» Assignment
Your task is to output the entries below word for word.

» Entries supplied
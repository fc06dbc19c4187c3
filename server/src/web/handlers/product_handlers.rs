// server/src/web/handlers/product_handlers.rs

use actix_web::{web, HttpResponse};
use serde_json::json;
use tracing::instrument;

use crate::errors::AppError;
use crate::services::get_product;
use crate::state::AppState;

/// `GET {prefix}/{product_id}`, mounted under every product route prefix.
#[instrument(name = "handler::get_product", skip(app_state, path), fields(product_id = %path.as_str()))]
pub async fn get_product_handler(
  app_state: web::Data<AppState>,
  path: web::Path<String>,
) -> Result<HttpResponse, AppError> {
  let product_id = path.into_inner();
  let product = get_product(app_state.store.as_ref(), &product_id).await?;

  Ok(HttpResponse::Ok().json(json!({
      "success": true,
      "product": product
  })))
}
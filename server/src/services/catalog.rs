// server/src/services/catalog.rs

//! Product lookup and response shaping.

use tracing::{info, instrument, warn};

use crate::errors::{AppError, Result};
use crate::models::{ProductId, ProductView};
use crate::store::ProductStore;

/// Resolves a raw identifier to a [`ProductView`].
///
/// A string that is not a 24-hex ObjectId yields [`AppError::InvalidIdentifier`] without
/// touching the store. A well-formed id with no record yields [`AppError::NotFound`].
/// Store failures propagate unchanged.
#[instrument(name = "catalog::get_product", skip(store))]
pub async fn get_product(store: &dyn ProductStore, raw_id: &str) -> Result<ProductView> {
  let id = ProductId::parse(raw_id)?;

  match store.find_by_id(&id).await? {
    Some(product) => {
      info!(product_id = %id, "Product fetched successfully.");
      Ok(ProductView::from(product))
    }
    None => {
      warn!(product_id = %id, "Product not found.");
      Err(AppError::product_not_found())
    }
  }
}
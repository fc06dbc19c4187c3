// server/src/web/mod.rs

pub mod cors;
pub mod handlers;
pub mod routes;

use actix_web::body::MessageBody;
use actix_web::dev::{ServiceFactory, ServiceRequest, ServiceResponse};
use actix_web::{web as actix_data, App};

use crate::state::AppState;

pub use routes::configure_app_routes;

/// The complete application: shared state, CORS, request tracing and the route table.
pub fn create_app(
  app_state: AppState,
  allowed_origins: &[String],
) -> App<
  impl ServiceFactory<
    ServiceRequest,
    Config = (),
    Response = ServiceResponse<impl MessageBody>,
    Error = actix_web::Error,
    InitError = (),
  >,
> {
  App::new()
    .app_data(actix_data::Data::new(app_state))
    .configure(configure_app_routes)
    .default_service(actix_data::to(routes::route_not_found_handler))
    .wrap(cors::storefront_cors(allowed_origins))
    .wrap(tracing_actix_web::TracingLogger::default())
}
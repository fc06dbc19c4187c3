// server/src/store/mod.rs

//! Read-only access to the product catalog.

pub mod memory;
pub mod mongo;

use async_trait::async_trait;

use crate::errors::Result;
use crate::models::{ProductDocument, ProductId};

pub use memory::InMemoryProductStore;
pub use mongo::MongoProductStore;

/// Lookup port for the catalog. Implementations must be safe to share across workers.
#[async_trait]
pub trait ProductStore: Send + Sync {
  /// Exact primary-key lookup. `Ok(None)` means the id is well formed but absent.
  async fn find_by_id(&self, id: &ProductId) -> Result<Option<ProductDocument>>;

  /// Round-trip to the backing store.
  async fn ping(&self) -> Result<()>;
}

» Written response
repository fc06dbc19c4187c3
filename server/src/web/handlers/product_handlers.rs
// server/src/web/handlers/product_handlers.rs

use actix_web::{web, HttpResponse};
use serde_json::json;
use tracing::instrument;

use crate::errors::AppError;
use crate::services::get_product;
use crate::state::AppState;

/// `GET {prefix}/{product_id}`, mounted under every product route prefix.
#[instrument(name = "handler::get_product", skip(app_state, path), fields(product_id = %path.as_str()))]
pub async fn get_product_handler(
  app_state: web::Data<AppState>,
  path: web::Path<String>,
) -> Result<HttpResponse, AppError> {
  let product_id = path.into_inner();
  let product = get_product(app_state.store.as_ref(), &product_id).await?;

  Ok(HttpResponse::Ok().json(json!({
      "success": true,
      "product": product
  })))
}
filename server/src/services/catalog.rs
// server/src/services/catalog.rs

//! Product lookup and response shaping.

use tracing::{info, instrument, warn};

use crate::errors::{AppError, Result};
use crate::models::{ProductId, ProductView};
use crate::store::ProductStore;

/// Resolves a raw identifier to a [`ProductView`].
///
/// A string that is not a 24-hex ObjectId yields [`AppError::InvalidIdentifier`] without
/// touching the store. A well-formed id with no record yields [`AppError::NotFound`].
/// Store failures propagate unchanged.
#[instrument(name = "catalog::get_product", skip(store))]
pub async fn get_product(store: &dyn ProductStore, raw_id: &str) -> Result<ProductView> {
  let id = ProductId::parse(raw_id)?;

  match store.find_by_id(&id).await? {
    Some(product) => {
      info!(product_id = %id, "Product fetched successfully.");
      Ok(ProductView::from(product))
    }
    None => {
      warn!(product_id = %id, "Product not found.");
      Err(AppError::product_not_found())
    }
  }
}
repository fc06dbc19c4187c3
// server/src/web/mod.rs

pub mod cors;
pub mod handlers;
pub mod routes;

use actix_web::body::MessageBody;
use actix_web::dev::{ServiceFactory, ServiceRequest, ServiceResponse};
use actix_web::{web as actix_data, App};

use crate::state::AppState;

pub use routes::configure_app_routes;

/// The complete application: shared state, CORS, request tracing and the route table.
pub fn create_app(
  app_state: AppState,
  allowed_origins: &[String],
) -> App<
  impl ServiceFactory<
    ServiceRequest,
    Config = (),
    Response = ServiceResponse<impl MessageBody>,
    Error = actix_web::Error,
    InitError = (),
  >,
> {
  App::new()
    .app_data(actix_data::Data::new(app_state))
    .configure(configure_app_routes)
    .default_service(actix_data::to(routes::route_not_found_handler))
    .wrap(cors::storefront_cors(allowed_origins))
    .wrap(tracing_actix_web::TracingLogger::default())
}
repository fc06dbc19c4187c3
// server/src/store/mod.rs

//! Read-only access to the product catalog.

pub mod memory;
pub mod mongo;

use async_trait::async_trait;

use crate::errors::Result;
use crate::models::{ProductDocument, ProductId};

pub use memory::InMemoryProductStore;
pub use mongo::MongoProductStore;

/// Lookup port for the catalog. Implementations must be safe to share across workers.
#[async_trait]
pub trait ProductStore: Send + Sync {
  /// Exact primary-key lookup. `Ok(None)` means the id is well formed but absent.
  async fn find_by_id(&self, id: &ProductId) -> Result<Option<ProductDocument>>;

  /// Round-trip to the backing store.
  async fn ping(&self) -> Result<()>;
}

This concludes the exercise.